>>>>

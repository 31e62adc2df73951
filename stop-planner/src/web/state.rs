//! Application state for the web layer.

use std::sync::Arc;

use crate::cache::CachedGeocoder;
use crate::geocode::NominatimClient;
use crate::osrm::OsrmClient;
use crate::planner::StopConfig;
use crate::speed::JurisdictionSpeedResolver;

/// Speed resolver used in production: cached Nominatim lookups.
pub type SpeedLookup = JurisdictionSpeedResolver<CachedGeocoder<NominatimClient>>;

/// Shared application state.
///
/// Everything here is read-only or internally synchronised; each request
/// runs its own walk.
#[derive(Clone)]
pub struct AppState {
    /// OSRM route client
    pub routes: Arc<OsrmClient>,

    /// Jurisdiction speed resolver
    pub speeds: Arc<SpeedLookup>,

    /// Stop generator configuration
    pub config: Arc<StopConfig>,
}

impl AppState {
    /// Create a new app state.
    pub fn new(routes: OsrmClient, speeds: SpeedLookup, config: StopConfig) -> Self {
        Self {
            routes: Arc::new(routes),
            speeds: Arc::new(speeds),
            config: Arc::new(config),
        }
    }
}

<<<<

— About this exercise —
For the data above, state only how many lines include the word "speeds".

— The answer —
3